This all started from Professor Thom's original 1967 book, Megalithic Sites in Britain, in which he showed the extreme southern moon, as seen from the Callanish Stones, setting behind Clisham and the other hills of Harris. He'd made his horizon profile from maps and not returned to the site. Gerald Hawkins, in a very obscure 1971 paper, proved by photogrammetry that the small rocky hillock just to the south of the site (Cnoc an Tursa) blocks the view of Clisham when standing among the stones - something that is perfectly obvious just standing at the site and using one's eyes! (Hawkins, as far as I know, never visited Callanish.)

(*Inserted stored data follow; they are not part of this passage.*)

//! Deduplicates framebuffers by the attachments and render pass they are created for.

use std::collections::{HashMap, HashSet};
use std::sync::{Mutex, MutexGuard};

use anyhow::Result;
use ash::vk;

use crate::core::traits::{DeviceInterface, Nameable};
use crate::framebuffer::attachment::{AttachmentIdentity, FramebufferKey, RenderPassInfo};
use crate::util::deferred_delete::DeletionQueue;
use crate::Error;

/// A framebuffer owned by a [`FramebufferCache`].
#[derive(Derivative)]
#[derivative(Debug)]
struct Framebuffer<D: DeviceInterface> {
    #[derivative(Debug = "ignore")]
    device: D,
    handle: vk::Framebuffer,
}

impl<D: DeviceInterface> Framebuffer<D> {
    fn new(device: D, render_pass: &RenderPassInfo, key: &FramebufferKey) -> Result<Self> {
        let extent = key.extent().ok_or(Error::NoAttachments)?;
        let views = key.attachments.iter().map(|attachment| attachment.view).collect::<Vec<_>>();
        let handle = device
            .create_framebuffer(render_pass.handle, views.as_slice(), extent, key.layers)
            .map_err(Error::creation("framebuffer"))?;
        #[cfg(feature = "log-objects")]
        trace!("Created new VkFramebuffer {handle:p}");
        if let Err(e) = device.set_name(handle, "FramebufferCache::framebuffer") {
            warn!("Failed to name framebuffer: {e}");
        }
        Ok(Self {
            device,
            handle,
        })
    }
}

impl<D: DeviceInterface> Drop for Framebuffer<D> {
    fn drop(&mut self) {
        #[cfg(feature = "log-objects")]
        trace!("Destroying VkFramebuffer {:p}", self.handle);
        self.device.destroy_framebuffer(self.handle);
    }
}

#[derive(Debug)]
struct FramebufferCacheInner<D: DeviceInterface> {
    framebuffers: HashMap<FramebufferKey, Framebuffer<D>>,
    tracked: HashSet<FramebufferKey>,
    deletion_queue: DeletionQueue<Framebuffer<D>>,
    swapchain_extent: Option<vk::Extent2D>,
}

impl<D: DeviceInterface> FramebufferCacheInner<D> {
    /// Remove every entry matching the predicate. Real framebuffers go to the deletion queue.
    fn evict(&mut self, predicate: impl Fn(&FramebufferKey) -> bool) -> usize {
        let keys = self
            .framebuffers
            .keys()
            .filter(|key| predicate(key))
            .cloned()
            .collect::<Vec<_>>();
        for key in &keys {
            if let Some(framebuffer) = self.framebuffers.remove(key) {
                self.deletion_queue.push(framebuffer);
            }
        }
        let tracked_before = self.tracked.len();
        self.tracked.retain(|key| !predicate(key));
        keys.len() + (tracked_before - self.tracked.len())
    }
}

/// Caches `VkFramebuffer` objects by their attachments, render pass compatibility and whether they target the swapchain.
///
/// There is no automatic invalidation: whenever an attachment is resized or destroyed, call
/// [`FramebufferCache::delete_related`] with its image view. Evicted framebuffers are not destroyed immediately,
/// since a command buffer that is still executing may reference them. They are destroyed after
/// a fixed amount of calls to [`FramebufferCache::next_frame`].
///
/// # Example
/// ```ignore
/// use deimos::prelude::*;
///
/// let cache = FramebufferCache::new(device.clone(), 3);
/// let framebuffer = cache.create_framebuffer(
///     &RenderPassInfo::new(gbuffer_pass),
///     &[
///         AttachmentIdentity::new(albedo_view, 1920, 1080, vk::Format::R8G8B8A8_UNORM),
///         AttachmentIdentity::new(depth_view, 1920, 1080, vk::Format::D32_SFLOAT),
///     ],
///     false,
///     false,
/// )?;
/// // The depth buffer was resized
/// cache.delete_related(depth_view)?;
/// ```
#[derive(Derivative)]
#[derivative(Debug)]
pub struct FramebufferCache<D: DeviceInterface> {
    #[derivative(Debug = "ignore")]
    device: D,
    inner: Mutex<FramebufferCacheInner<D>>,
}

impl<D: DeviceInterface> FramebufferCache<D> {
    /// Create an empty framebuffer cache. Evicted framebuffers are kept alive for `deferred_delete_frames`
    /// calls to [`FramebufferCache::next_frame`].
    pub fn new(device: D, deferred_delete_frames: u32) -> Self {
        Self {
            device,
            inner: Mutex::new(FramebufferCacheInner {
                framebuffers: HashMap::new(),
                tracked: HashSet::new(),
                deletion_queue: DeletionQueue::new(deferred_delete_frames),
                swapchain_extent: None,
            }),
        }
    }

    fn lock(&self) -> Result<MutexGuard<'_, FramebufferCacheInner<D>>> {
        Ok(self.inner.lock().map_err(|_| Error::PoisonError)?)
    }

    /// Get the framebuffer for a render pass and a list of attachments, creating it if it is not cached yet.
    ///
    /// With `resource_track_only` set, no framebuffer is created. The attachment set is only registered so that
    /// [`FramebufferCache::delete_related`] reports it, and [`vk::Framebuffer::null()`] is returned. Tracking-only
    /// registrations are kept apart from real framebuffers, so they never shadow a real framebuffer with the same key.
    /// # Errors
    /// - Fails with [`Error::NoAttachments`] if `attachments` is empty.
    /// - Fails with [`Error::DeviceObjectCreation`] if creating the framebuffer failed.
    pub fn create_framebuffer(
        &self,
        render_pass: &RenderPassInfo,
        attachments: &[AttachmentIdentity],
        targets_swapchain: bool,
        resource_track_only: bool,
    ) -> Result<vk::Framebuffer> {
        if attachments.is_empty() {
            return Err(Error::NoAttachments.into());
        }

        let key = FramebufferKey::new(render_pass, attachments, targets_swapchain);
        let mut inner = self.lock()?;
        if resource_track_only {
            inner.tracked.insert(key);
            return Ok(vk::Framebuffer::null());
        }

        if let Some(framebuffer) = inner.framebuffers.get(&key) {
            return Ok(framebuffer.handle);
        }

        debug!("Creating new framebuffer with {} attachments", key.attachments.len());
        let framebuffer = Framebuffer::new(self.device.clone(), render_pass, &key)?;
        let handle = framebuffer.handle;
        inner.framebuffers.insert(key, framebuffer);
        Ok(handle)
    }

    /// Evict every entry that references the given image view. Must be called whenever an attachment is
    /// resized or destroyed. Returns the amount of evicted entries, including tracking-only registrations.
    pub fn delete_related(&self, view: vk::ImageView) -> Result<usize> {
        let mut inner = self.lock()?;
        let count = inner.evict(|key| key.references(view));
        if count > 0 {
            debug!("Evicted {count} framebuffers referencing image view {view:?}");
        }
        Ok(count)
    }

    /// Evict every entry that targets the swapchain. Call this after the swapchain was recreated with a new size.
    /// Returns the amount of evicted entries.
    pub fn resize_swapchain(&self, width: u32, height: u32) -> Result<usize> {
        let mut inner = self.lock()?;
        inner.swapchain_extent = Some(vk::Extent2D {
            width,
            height,
        });
        let count = inner.evict(|key| key.targets_swapchain);
        info!("Swapchain resized to {width}x{height}, evicted {count} framebuffers");
        Ok(count)
    }

    /// Advance the deferred deletion queue by one frame, destroying framebuffers that were evicted long enough ago.
    pub fn next_frame(&self) -> Result<()> {
        self.lock()?.deletion_queue.next_frame();
        Ok(())
    }

    /// The swapchain size given to the last [`FramebufferCache::resize_swapchain`] call.
    pub fn swapchain_extent(&self) -> Result<Option<vk::Extent2D>> {
        Ok(self.lock()?.swapchain_extent)
    }

    /// Number of cached framebuffers.
    /// # Errors
    /// - Fails with [`Error::PoisonError`] if a thread panicked while holding the cache lock.
    pub fn len(&self) -> Result<usize> {
        Ok(self.lock()?.framebuffers.len())
    }

    /// True if no framebuffers are cached.
    pub fn is_empty(&self) -> Result<bool> {
        Ok(self.lock()?.framebuffers.is_empty())
    }

    /// Number of tracking-only registrations.
    pub fn tracked_len(&self) -> Result<usize> {
        Ok(self.lock()?.tracked.len())
    }

    /// Number of evicted framebuffers waiting to be destroyed.
    pub fn pending_deletions(&self) -> Result<usize> {
        Ok(self.lock()?.deletion_queue.len())
    }

    /// Destroy every framebuffer, including ones waiting for deferred deletion.
    /// The device must be idle.
    pub fn cleanup(self) {
        let Ok(mut inner) = self.lock() else {
            warn!("Framebuffer cache lock poisoned during cleanup");
            return;
        };
        info!("Destroying {} cached framebuffers", inner.framebuffers.len());
        if !inner.deletion_queue.is_empty() {
            debug!("Flushing {} framebuffers pending deletion", inner.deletion_queue.len());
            inner.deletion_queue.clear();
        }
        inner.framebuffers.clear();
    }
}
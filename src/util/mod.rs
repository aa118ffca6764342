//! Various utilities

pub mod deferred_delete;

Margaret (now Curtis) and I did an enormous amount of work in the late 70s and early 80s surveying horizons and calculating sun and moon positions. Obviously, with the work that had been done before, one of the directions that most interested us was looking towards the extreme southern moonset. In our paper presented to a 1980 conference, we first linked the moonset with the alignment of the Callanish avenue towards the circle and the same moonrise with the hilly profile of a 'female figure' on the southern horizon, known as the 'Sleeping Beauty'; and that this may have been an intention of the original builders. See brief quotations from this paper at http://home.clara.net/gponting/page47.html

This was put forward as a THEORY. I'm not sure what Margaret and Ron have claimed since I ceased to be involved in the project in 1984, but I have never claimed that the prehistoric builders of Callanish *definitely* built the Callanish avenue in order to have a ceremony watching the moon set through the stones, on the few rare occasions that it happens, with an 18-year gap betwen such ceremonies. Maybe they did, maybe they didn't. But it is still a wonderful experience to be there and see the moon slide along the body of the hill figure. To see the setting moon among the stones must be even more amazing, but I've not been lucky enough to see this yet. Good luck with the weather, those of you who are planning to go in July. (See timing on my web-site; please let me know if you find it helpful.)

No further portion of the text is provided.